Each line of the entries below that includes "BufReader" belongs in your answer.
**** Input records ****
//! Append-only JSONL entitlement journal
//!
//! Each line is one serialized `EntitlementEvent`. The file is append-only;
//! current state is rebuilt by folding the events in order.

use crate::entitlement::Entitlement;
use crate::error::EntitlementError;
use chrono::{DateTime, Utc};
use serde::{Deserialize, Serialize};
use std::fs::{File, OpenOptions};
use std::io::{BufRead, BufReader, Write};
use std::path::{Path, PathBuf};

/// Entitlement lifecycle events
#[derive(Debug, Clone, PartialEq, Serialize, Deserialize)]
#[serde(tag = "type", rename_all = "snake_case")]
pub enum EntitlementEvent {
    /// A new entitlement was created; `superseded` names the prior live
    /// entitlement revoked by this grant, if any
    Granted {
        entitlement: Entitlement,
        superseded: Option<String>,
    },
    Paused {
        id: String,
        timestamp: DateTime<Utc>,
    },
    Resumed {
        id: String,
        timestamp: DateTime<Utc>,
    },
    Revoked {
        id: String,
        reason: Option<String>,
        timestamp: DateTime<Utc>,
    },
    Completed {
        id: String,
        timestamp: DateTime<Utc>,
    },
}

/// Append-only JSONL journal with an in-memory mode for tests
pub struct EntitlementJournal {
    path: PathBuf,
    file: Option<File>,
}

impl EntitlementJournal {
    /// Open (creating if needed) a journal at the given path
    pub fn new(path: impl AsRef<Path>) -> Result<Self, EntitlementError> {
        let path = path.as_ref().to_path_buf();

        if let Some(parent) = path.parent() {
            std::fs::create_dir_all(parent)?;
        }

        let file = OpenOptions::new().create(true).append(true).open(&path)?;

        Ok(Self {
            path,
            file: Some(file),
        })
    }

    /// Create an in-memory journal (for testing)
    pub fn in_memory() -> Self {
        Self {
            path: PathBuf::new(),
            file: None,
        }
    }

    /// Append an event
    pub fn append(&mut self, event: &EntitlementEvent) -> Result<(), EntitlementError> {
        let json = serde_json::to_string(event)?;
        if let Some(ref mut file) = self.file {
            writeln!(file, "{}", json)?;
            file.flush()?;
        }
        Ok(())
    }

    /// Read all events in append order
    pub fn read_all(&self) -> Result<Vec<EntitlementEvent>, EntitlementError> {
        if self.file.is_none() {
            return Ok(Vec::new());
        }

        let file = File::open(&self.path)?;
        let reader = BufReader::new(file);
        let mut events = Vec::new();

        for line in reader.lines() {
            let line = line?;
            if line.trim().is_empty() {
                continue;
            }
            let event: EntitlementEvent = serde_json::from_str(&line)?;
            events.push(event);
        }

        Ok(events)
    }

    /// Check if this is an in-memory journal
    pub fn is_in_memory(&self) -> bool {
        self.file.is_none()
    }
}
****
» Answer section
use std::io::{BufRead, BufReader, Write};
        let reader = BufReader::new(file);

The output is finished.